Nos encontros da solidão e do mundo

Existem muitas dificuldades para compreender o que se passa. Não se trata de algo localizado, solto, escondido. A questão é decifrar a arquitetura que o compõe. Há busca de nomes para redefinir comportamentos. Volta-se ao passado, mas nem todos curtem a nostalgia, nem se jogam na complexidade do tempo. Há os futuristas, os que se perdem na desconsideração da memória. Sobram hipóteses e terapias. Apesar das multidões, a solidão é companheira, dorme no teu travesseiro. As conversas interiores provocam sustos. Somos animais sociais, porém desconhecemos o outro como digno da solidariedade. O mundo é uma mistura e seus fundamentos estranhos.

Uma atmosfera pesada visita manifestações e interrompe até divertimentos ou faz das manifestações um divertimento. A violência anda volta. As agressividades se sofisticam ou repetem ações pretéritas ? O diálogo passageiro não aprofunda o esclarecimento. Trocam-se opiniões. Na confusão geral, cada informação pode trazer um escândalo, avivar vinganças ou colaborar para apatias. Vive-se de datas, como se o cotidiano pouco representasse ou o trabalho assalariado mostrasse a nudez da escravidão. Estamos cercados de mercadorias, o consumo não se cansa de fazer ruídos ou arrumar seduções.

Não estou exaltando o pessimismo. Falo do que vejo, do que sinto, do que observo. Sei que há muitas lacunas, que não é possível desenhar a perfeição. Quem aposta num mundo sem crises, totalmente sintonizado? Ninguém está navegando, aqui, no mar do delírio, embora ele não esteja ausente. Talvez,a multiplicidades nos inquiete de forma radical. Inventamos e imitamos. As novidades possuem encantos, no entanto não resolvem os impasses, criam ilusões. Brincamos com quebra-cabeças com peças cinzentas e desfiguradas. Deixamos algum dias as lembranças infantis?

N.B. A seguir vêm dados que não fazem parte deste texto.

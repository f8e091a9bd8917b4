//! Domain types for card submissions.

use std::fmt;
use std::str::FromStr;

/// Request field carrying the card kind discriminator.
pub const FIELD_TIPO_CARTA: &str = "tipo_carta";
/// Request field carrying black-card (prompt) text.
pub const FIELD_CARTA_NEGRA: &str = "carta_negra";
/// Request field carrying white-card (answer) text.
pub const FIELD_CARTA_BLANCA: &str = "carta_blanca";
/// Request field carrying free-form context.
pub const FIELD_CONTEXTO: &str = "contexto";

/// Maximum length of `carta_negra`, in characters.
pub const MAX_CARTA_NEGRA: usize = 500;
/// Maximum length of `carta_blanca`, in characters.
pub const MAX_CARTA_BLANCA: usize = 200;
/// Maximum length of `contexto`, in characters.
pub const MAX_CONTEXTO: usize = 1000;

/// Placeholder stored when a client header is missing.
pub const UNKNOWN_CLIENT: &str = "unknown";

/// Which card content a submission carries.
#[derive(Debug, Clone, Copy, PartialEq, Eq, Hash)]
pub enum TipoCarta {
    /// Black card: prompt-style content, `carta_negra` is mandatory.
    Negra,
    /// White card: answer-style content, `carta_blanca` is mandatory.
    Blanca,
    /// Either kind; at least one of the two card fields is mandatory.
    Ambas,
}

impl TipoCarta {
    pub const ALL: [TipoCarta; 3] = [TipoCarta::Negra, TipoCarta::Blanca, TipoCarta::Ambas];

    pub fn as_str(self) -> &'static str {
        match self {
            TipoCarta::Negra => "negra",
            TipoCarta::Blanca => "blanca",
            TipoCarta::Ambas => "ambas",
        }
    }
}

impl fmt::Display for TipoCarta {
    fn fmt(&self, f: &mut fmt::Formatter<'_>) -> fmt::Result {
        f.write_str(self.as_str())
    }
}

/// Error returned when a string is not one of the three card kinds.
#[derive(Debug, Clone, PartialEq, Eq)]
pub struct UnknownTipoCarta(pub String);

impl fmt::Display for UnknownTipoCarta {
    fn fmt(&self, f: &mut fmt::Formatter<'_>) -> fmt::Result {
        write!(f, "unknown tipo_carta: {:?}", self.0)
    }
}

impl std::error::Error for UnknownTipoCarta {}

impl FromStr for TipoCarta {
    type Err = UnknownTipoCarta;

    /// Matching is exact: `"Negra"` or `" negra"` are rejected.
    fn from_str(s: &str) -> Result<Self, Self::Err> {
        TipoCarta::ALL
            .into_iter()
            .find(|t| t.as_str() == s)
            .ok_or_else(|| UnknownTipoCarta(s.to_string()))
    }
}

// ── Submission ─────────────────────────────────────────────────────

/// A card contribution that has passed validation.
///
/// Optional fields hold `None` both when the key was absent and when it was
/// sent empty; the distinction only matters to the validator.
#[derive(Debug, Clone, PartialEq, Eq)]
pub struct Submission {
    pub tipo_carta: TipoCarta,
    pub carta_negra: Option<String>,
    pub carta_blanca: Option<String>,
    pub contexto: Option<String>,
}

/// Best-effort provenance of the submitting client.
#[derive(Debug, Clone, PartialEq, Eq)]
pub struct ClientMeta {
    pub ip_address: String,
    pub user_agent: String,
}

impl ClientMeta {
    /// Metadata for a client that sent no identifying headers.
    pub fn unknown() -> Self {
        Self {
            ip_address: UNKNOWN_CLIENT.to_string(),
            user_agent: UNKNOWN_CLIENT.to_string(),
        }
    }
}

impl Default for ClientMeta {
    fn default() -> Self {
        Self::unknown()
    }
}
//! Headless-browser strategies
//!
//! Rendering itself happens behind the `BrowserBackend` trait. The shipped
//! backend talks to a rendering service over HTTP; tests plug in fakes.

use async_trait::async_trait;
use reqwest::Client;
use serde::{Deserialize, Serialize};
use std::sync::Arc;
use std::time::Duration;
use tracing::debug;

use crate::fetch::pool::BrowserPool;
use crate::fetch::proxy::Proxy;
use crate::fetch::strategy::{FetchStrategy, StrategyRequest};
use crate::fetch::types::{BrowserAction, RawPage, StrategyKind};
use crate::FetchError;

/// Browser engine used for a render
#[derive(Debug, Clone, Copy, PartialEq, Eq, Serialize, Deserialize)]
#[serde(rename_all = "snake_case")]
pub enum BrowserEngine {
    Chromium,
    Firefox,
}

/// How hard the render should try to get past bot checks
#[derive(Debug, Clone, Copy, PartialEq, Eq, Serialize, Deserialize)]
#[serde(rename_all = "snake_case")]
pub enum RenderMode {
    /// Stealth patches and a warm-up navigation
    Standard,
    /// Also simulate mouse and scroll activity and wait out challenge pages
    Aggressive,
}

/// Proxy settings as sent to a browser
#[derive(Debug, Clone, PartialEq, Eq, Serialize, Deserialize)]
pub struct RenderProxy {
    pub server: String,
    #[serde(skip_serializing_if = "Option::is_none")]
    pub username: Option<String>,
    #[serde(skip_serializing_if = "Option::is_none")]
    pub password: Option<String>,
}

impl From<&Proxy> for RenderProxy {
    fn from(proxy: &Proxy) -> Self {
        Self {
            server: proxy.server(),
            username: proxy.username.clone(),
            password: proxy.password.clone(),
        }
    }
}

/// One render job for a browser backend
#[derive(Debug, Clone, Serialize, Deserialize)]
pub struct RenderRequest {
    pub url: String,
    pub engine: BrowserEngine,
    pub mode: RenderMode,
    #[serde(default)]
    pub actions: Vec<BrowserAction>,
    pub screenshot: bool,
    pub wait_for_ms: u64,
    pub timeout_ms: u64,
    #[serde(skip_serializing_if = "Option::is_none")]
    pub proxy: Option<RenderProxy>,
}

/// What a browser backend hands back
#[derive(Debug, Clone, Default, Serialize, Deserialize)]
pub struct RenderedPage {
    #[serde(default = "default_success")]
    pub success: bool,
    /// Final URL after navigation
    pub url: String,
    #[serde(default)]
    pub status: u16,
    #[serde(default)]
    pub html: String,
    #[serde(default)]
    pub screenshot: Option<String>,
    #[serde(default)]
    pub action_screenshots: Vec<String>,
    #[serde(default)]
    pub error: Option<String>,
}

fn default_success() -> bool {
    true
}

/// Something that can render a page in a real browser
#[async_trait]
pub trait BrowserBackend: Send + Sync {
    async fn render(&self, request: &RenderRequest) -> Result<RenderedPage, FetchError>;
}

/// Renders pages through an HTTP rendering service
///
/// The service receives a `RenderRequest` as JSON and answers with a
/// `RenderedPage`.
pub struct RemoteBrowserBackend {
    client: Client,
    endpoint: String,
}

impl RemoteBrowserBackend {
    pub fn new(endpoint: &str) -> Result<Self, reqwest::Error> {
        let client = Client::builder()
            .connect_timeout(Duration::from_secs(10))
            .build()?;

        Ok(Self {
            client,
            endpoint: endpoint.to_string(),
        })
    }
}

#[async_trait]
impl BrowserBackend for RemoteBrowserBackend {
    async fn render(&self, request: &RenderRequest) -> Result<RenderedPage, FetchError> {
        let browser_error = |message: String| FetchError::Browser {
            url: request.url.clone(),
            message,
        };

        debug!(
            "Sending render request to browser service: {} ({:?}, {:?})",
            request.url, request.engine, request.mode
        );

        // Leave the service some room to report its own timeout
        let timeout = Duration::from_millis(request.timeout_ms) + Duration::from_secs(5);

        let response = self
            .client
            .post(&self.endpoint)
            .json(request)
            .timeout(timeout)
            .send()
            .await
            .map_err(|e| browser_error(format!("browser service unreachable: {}", e)))?;

        if !response.status().is_success() {
            return Err(browser_error(format!(
                "browser service returned HTTP {}",
                response.status().as_u16()
            )));
        }

        let page: RenderedPage = response
            .json()
            .await
            .map_err(|e| browser_error(format!("invalid browser service response: {}", e)))?;

        if !page.success {
            return Err(browser_error(
                page.error
                    .unwrap_or_else(|| "render failed without an error message".to_string()),
            ));
        }

        Ok(page)
    }
}

/// A fetch strategy backed by a browser render
pub struct BrowserStrategy {
    kind: StrategyKind,
    engine: BrowserEngine,
    mode: RenderMode,
    backend: Arc<dyn BrowserBackend>,
    pool: BrowserPool,
}

impl BrowserStrategy {
    /// Chromium with stealth patches
    pub fn standard(backend: Arc<dyn BrowserBackend>, pool: BrowserPool) -> Self {
        Self {
            kind: StrategyKind::BrowserStandard,
            engine: BrowserEngine::Chromium,
            mode: RenderMode::Standard,
            backend,
            pool,
        }
    }

    /// Firefox, for a different engine and TLS fingerprint
    pub fn alt_engine(backend: Arc<dyn BrowserBackend>, pool: BrowserPool) -> Self {
        Self {
            kind: StrategyKind::BrowserAltEngine,
            engine: BrowserEngine::Firefox,
            mode: RenderMode::Standard,
            backend,
            pool,
        }
    }

    /// Chromium with human simulation and challenge waiting
    pub fn aggressive(backend: Arc<dyn BrowserBackend>, pool: BrowserPool) -> Self {
        Self {
            kind: StrategyKind::BrowserAggressive,
            engine: BrowserEngine::Chromium,
            mode: RenderMode::Aggressive,
            backend,
            pool,
        }
    }

    fn render_request(&self, request: &StrategyRequest<'_>) -> RenderRequest {
        RenderRequest {
            url: request.url.to_string(),
            engine: self.engine,
            mode: self.mode,
            actions: request.options.actions.clone(),
            screenshot: request.options.screenshot,
            wait_for_ms: request.options.wait_for_ms,
            timeout_ms: request.options.timeout.as_millis() as u64,
            proxy: request.proxy.map(RenderProxy::from),
        }
    }
}

#[async_trait]
impl FetchStrategy for BrowserStrategy {
    fn kind(&self) -> StrategyKind {
        self.kind
    }

    async fn fetch(&self, request: StrategyRequest<'_>) -> Result<RawPage, FetchError> {
        let _lease = self.pool.acquire(request.url).await?;

        let render = self.render_request(&request);
        let page = self.backend.render(&render).await?;

        Ok(RawPage {
            url: if page.url.is_empty() {
                request.url.to_string()
            } else {
                page.url
            },
            // Browsers that cannot see the document status report 0; a
            // rendered document is treated as a successful load
            status: if page.status == 0 { 200 } else { page.status },
            body: page.html,
            headers: Default::default(),
            screenshot: page.screenshot,
            action_screenshots: page.action_screenshots,
        })
    }
}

O tédio se apresenta nos quartos escuros, na preguiça de ir para a rua, de imaginar o coletivo. A busca é intensa, ainda bem. Estamos construindo um outro mundo. É cedo para defini-lo, por isso os conflitos se ampliam ou os desamparos se consolidam. As transformações incomodam quando acontecem sem o mínimo de controle, Tudo se balança, como uma aventura com calendário improvisado. As gramáticas e as geometrias flutuam. A solidão é necessária para nos encontrarmos com o mundo. Queremos transparência e, impacientemente, esquecemos os ritmos do tempo. A dança da vida é descontínua e fragmentada, mas há pausas e fôlegos.